When we think about running, we often think about physical benefits to our fitness and cardiovascular health, but new research from the University of Michigan suggests that running could also help your left brain and right brain communicate better.
The study of rats and mice, which was recently published in Cell Reports, found that there is a fast rhythm linking the left and right halves of the brain. The researchers call these rhythms “splines” because they look like interlocking teeth on mechanical gears (AKA mechanical splines). This fast brain rhythm can help your left brain and right brain communicate better when you run faster (similarly, the researchers also found this brain rhythm when you dream).
See also: Want to boost your memory? Start doing aerobic exercise: Study.
Omar Ahmed, assistant professor of psychology and lead author of the study, explains how the discovery of these “splines” may unlock a new understanding of how the left and right brain communicate with each other.
“Previously identified brain rhythms are akin to the left brain and right brain participating in synchronized swimming: The two halves of the brain try to do the same thing at the exact same time,” Ahmed said in a release.
“Spline rhythms, on the other hand, are like the left and right brains playing a game of very fast — and very precise — pingpong. This back-and-forth game of neural pingpong represents a fundamentally different way for the left brain and right brain to talk to each other.”

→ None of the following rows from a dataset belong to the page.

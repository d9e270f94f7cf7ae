//! Blob Storage
//!
//! Photo bytes live in a blob backend addressed by deterministic keys.
//! Supports both local filesystem and S3 storage backends.

use std::path::{Component, Path, PathBuf};

use async_trait::async_trait;
use sha2::{Digest, Sha256};

use super::s3_client::S3Client;
use super::types::StoredBlob;
use crate::error::StorageError;

// ============================================================================
// Blob Storage Trait
// ============================================================================

/// Trait for blob storage backends
#[async_trait]
pub trait BlobStorage: Send + Sync {
    /// Backend name for logs
    fn backend(&self) -> &'static str;

    /// Store `data` under `key`, overwriting any existing object
    async fn upload(
        &self,
        key: &str,
        data: Vec<u8>,
        content_type: &str,
    ) -> Result<StoredBlob, StorageError>;

    /// Remove the object at `key`
    async fn delete(&self, key: &str) -> Result<(), StorageError>;

    /// Read the object at `key`
    async fn get(&self, key: &str) -> Result<Vec<u8>, StorageError>;

    /// Check whether `key` exists
    async fn exists(&self, key: &str) -> Result<bool, StorageError>;
}

// ============================================================================
// Keys
// ============================================================================

/// Deterministic key for one photo of a batch:
/// `photos/{subject}/{location}/{timestampMillis}-{sequence:03}.{ext}`
pub fn blob_key(
    subject_id: &str,
    location_slug: &str,
    timestamp_millis: i64,
    sequence: u32,
    content_type: &str,
) -> String {
    format!(
        "photos/{}/{}/{}-{:03}.{}",
        urlencoding::encode(subject_id),
        urlencoding::encode(location_slug),
        timestamp_millis,
        sequence,
        extension_for(content_type)
    )
}

/// File extension for an image MIME type
pub fn extension_for(content_type: &str) -> &'static str {
    match content_type.to_ascii_lowercase().as_str() {
        "image/jpeg" | "image/jpg" => "jpg",
        "image/png" => "png",
        "image/webp" => "webp",
        "image/heic" => "heic",
        _ => "bin",
    }
}

/// Compute SHA-256 hash of data
pub fn compute_hash(data: &[u8]) -> String {
    let mut hasher = Sha256::new();
    hasher.update(data);
    hex::encode(hasher.finalize())
}

// ============================================================================
// Local Filesystem Storage
// ============================================================================

/// Local filesystem blob storage
pub struct LocalBlobStorage {
    base_path: PathBuf,
}

impl LocalBlobStorage {
    pub fn new(base_path: PathBuf) -> Self {
        Self { base_path }
    }

    fn blob_path(&self, key: &str) -> Result<PathBuf, StorageError> {
        let relative = Path::new(key);
        let safe = relative
            .components()
            .all(|c| matches!(c, Component::Normal(_)));
        if key.is_empty() || !safe {
            return Err(StorageError::Local(format!("Invalid blob key: {}", key)));
        }
        Ok(self.base_path.join(relative))
    }
}

#[async_trait]
impl BlobStorage for LocalBlobStorage {
    fn backend(&self) -> &'static str {
        "local"
    }

    async fn upload(
        &self,
        key: &str,
        data: Vec<u8>,
        _content_type: &str,
    ) -> Result<StoredBlob, StorageError> {
        let path = self.blob_path(key)?;
        if let Some(parent) = path.parent() {
            tokio::fs::create_dir_all(parent)
                .await
                .map_err(|e| StorageError::Local(e.to_string()))?;
        }

        let size = data.len() as u64;
        tokio::fs::write(&path, data)
            .await
            .map_err(|e| StorageError::Local(format!("Failed to write blob {}: {}", key, e)))?;

        Ok(StoredBlob {
            key: key.to_string(),
            url: format!("file://{}", path.to_string_lossy()),
            size,
        })
    }

    async fn delete(&self, key: &str) -> Result<(), StorageError> {
        let path = self.blob_path(key)?;
        match tokio::fs::remove_file(&path).await {
            Ok(()) => Ok(()),
            Err(e) if e.kind() == std::io::ErrorKind::NotFound => Ok(()),
            Err(e) => Err(StorageError::Local(format!(
                "Failed to delete blob {}: {}",
                key, e
            ))),
        }
    }

    async fn get(&self, key: &str) -> Result<Vec<u8>, StorageError> {
        let path = self.blob_path(key)?;
        tokio::fs::read(&path).await.map_err(|e| {
            if e.kind() == std::io::ErrorKind::NotFound {
                StorageError::ObjectNotFound(key.to_string())
            } else {
                StorageError::Local(format!("Failed to read blob {}: {}", key, e))
            }
        })
    }

    async fn exists(&self, key: &str) -> Result<bool, StorageError> {
        let path = self.blob_path(key)?;
        Ok(tokio::fs::try_exists(&path).await.unwrap_or(false))
    }
}

// ============================================================================
// S3 Storage
// ============================================================================

/// S3-based blob storage
pub struct S3BlobStorage {
    client: S3Client,
}

impl S3BlobStorage {
    pub fn new(client: S3Client) -> Self {
        Self { client }
    }
}

#[async_trait]
impl BlobStorage for S3BlobStorage {
    fn backend(&self) -> &'static str {
        "s3"
    }

    async fn upload(
        &self,
        key: &str,
        data: Vec<u8>,
        content_type: &str,
    ) -> Result<StoredBlob, StorageError> {
        let size = data.len() as u64;
        self.client.put_object(key, data, content_type).await?;

        Ok(StoredBlob {
            key: key.to_string(),
            url: self.client.object_url(key),
            size,
        })
    }

    async fn delete(&self, key: &str) -> Result<(), StorageError> {
        self.client.delete_object(key).await
    }

    async fn get(&self, key: &str) -> Result<Vec<u8>, StorageError> {
        Ok(self.client.get_object(key).await?.data)
    }

    async fn exists(&self, key: &str) -> Result<bool, StorageError> {
        self.client.object_exists(key).await
    }
}

// ============================================================================
// Test Doubles
// ============================================================================

/// Local storage with switchable upload/delete failures
#[cfg(test)]
pub struct FlakyBlobStorage {
    pub inner: LocalBlobStorage,
    /// Uploads succeed this many more times, then fail
    pub uploads_remaining: std::sync::atomic::AtomicI64,
    pub fail_deletes: std::sync::atomic::AtomicBool,
    pub upload_attempts: std::sync::atomic::AtomicUsize,
}

#[cfg(test)]
impl FlakyBlobStorage {
    pub fn new(base_path: PathBuf) -> Self {
        Self {
            inner: LocalBlobStorage::new(base_path),
            uploads_remaining: std::sync::atomic::AtomicI64::new(i64::MAX),
            fail_deletes: std::sync::atomic::AtomicBool::new(false),
            upload_attempts: std::sync::atomic::AtomicUsize::new(0),
        }
    }

    pub fn fail_uploads_after(&self, successes: i64) {
        self.uploads_remaining
            .store(successes, std::sync::atomic::Ordering::SeqCst);
    }

    pub fn set_fail_deletes(&self, fail: bool) {
        self.fail_deletes
            .store(fail, std::sync::atomic::Ordering::SeqCst);
    }
}

#[cfg(test)]
#[async_trait]
impl BlobStorage for FlakyBlobStorage {
    fn backend(&self) -> &'static str {
        "flaky"
    }

    async fn upload(
        &self,
        key: &str,
        data: Vec<u8>,
        content_type: &str,
    ) -> Result<StoredBlob, StorageError> {
        use std::sync::atomic::Ordering;

        self.upload_attempts.fetch_add(1, Ordering::SeqCst);
        if self.uploads_remaining.fetch_sub(1, Ordering::SeqCst) <= 0 {
            return Err(StorageError::SdkError("simulated upload failure".to_string()));
        }
        self.inner.upload(key, data, content_type).await
    }

    async fn delete(&self, key: &str) -> Result<(), StorageError> {
        if self.fail_deletes.load(std::sync::atomic::Ordering::SeqCst) {
            return Err(StorageError::SdkError("simulated delete failure".to_string()));
        }
        self.inner.delete(key).await
    }

    async fn get(&self, key: &str) -> Result<Vec<u8>, StorageError> {
        self.inner.get(key).await
    }

    async fn exists(&self, key: &str) -> Result<bool, StorageError> {
        self.inner.exists(key).await
    }
}

// ============================================================================
// Tests
// ============================================================================

#[cfg(test)]
mod tests {
    use super::*;
    use tempfile::TempDir;

    #[test]
    fn test_blob_key_layout() {
        let key = blob_key("TS1", "front-wall", 1_700_000_000_000, 0, "image/jpeg");
        assert_eq!(key, "photos/TS1/front-wall/1700000000000-000.jpg");

        let key = blob_key("TS 1/a", "damage-front-wall", 5, 12, "image/png");
        assert_eq!(key, "photos/TS%201%2Fa/damage-front-wall/5-012.png");
    }

    #[test]
    fn test_extension_for() {
        assert_eq!(extension_for("image/JPEG"), "jpg");
        assert_eq!(extension_for("image/webp"), "webp");
        assert_eq!(extension_for("application/octet-stream"), "bin");
    }

    #[test]
    fn test_compute_hash() {
        let hash = compute_hash(b"Hello, World!");
        assert_eq!(hash.len(), 64); // SHA-256 = 32 bytes = 64 hex chars
        assert_eq!(hash, compute_hash(b"Hello, World!"));
        assert_ne!(hash, compute_hash(b"Hello, World?"));
    }

    #[tokio::test]
    async fn test_local_blob_storage() {
        let temp_dir = TempDir::new().unwrap();
        let storage = LocalBlobStorage::new(temp_dir.path().to_path_buf());
        let key = "photos/TS1/front-wall/1-000.jpg";

        let stored = storage
            .upload(key, b"jpeg bytes".to_vec(), "image/jpeg")
            .await
            .unwrap();
        assert_eq!(stored.key, key);
        assert_eq!(stored.size, 10);
        assert!(stored.url.starts_with("file://"));

        assert!(storage.exists(key).await.unwrap());
        assert_eq!(storage.get(key).await.unwrap(), b"jpeg bytes");

        storage.delete(key).await.unwrap();
        assert!(!storage.exists(key).await.unwrap());
        assert!(matches!(
            storage.get(key).await,
            Err(StorageError::ObjectNotFound(_))
        ));

        // Deleting again is fine
        storage.delete(key).await.unwrap();
    }

    #[tokio::test]
    async fn test_local_rejects_escaping_keys() {
        let temp_dir = TempDir::new().unwrap();
        let storage = LocalBlobStorage::new(temp_dir.path().to_path_buf());

        for key in ["../outside.jpg", "/etc/passwd", "photos/../../x", ""] {
            let result = storage.upload(key, vec![1], "image/jpeg").await;
            assert!(matches!(result, Err(StorageError::Local(_))), "{}", key);
        }
    }
}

These splines may function better when we do things like run faster.
“These spline brain rhythms are faster than all other healthy, awake brain rhythms,” study first author Megha Ghosh, doctoral student in psychology, said in the release. “Splines also get stronger and even more precise when running faster. This is likely to help the left brain and right brain compute more cohesively and rapidly when an animal is moving faster and needs to make faster decisions.”
Beyond running, Ahmed also notes that splines also occur during rapid eye movement (REM) sleep — AKA when we’re dreaming.
“Surprisingly, this back-and-forth communication is even stronger during dream-like sleep than it is when animals are awake and running,” Ahmed said. “This means that splines play a critical role in coordinating information during sleep, perhaps helping to solidify awake experiences into enhanced long-term memories during this dream-like state.”
While there’s likely more research to be done on the topic, this sounds like good news for avid runners — and gives us all another reason to practice getting more sleep.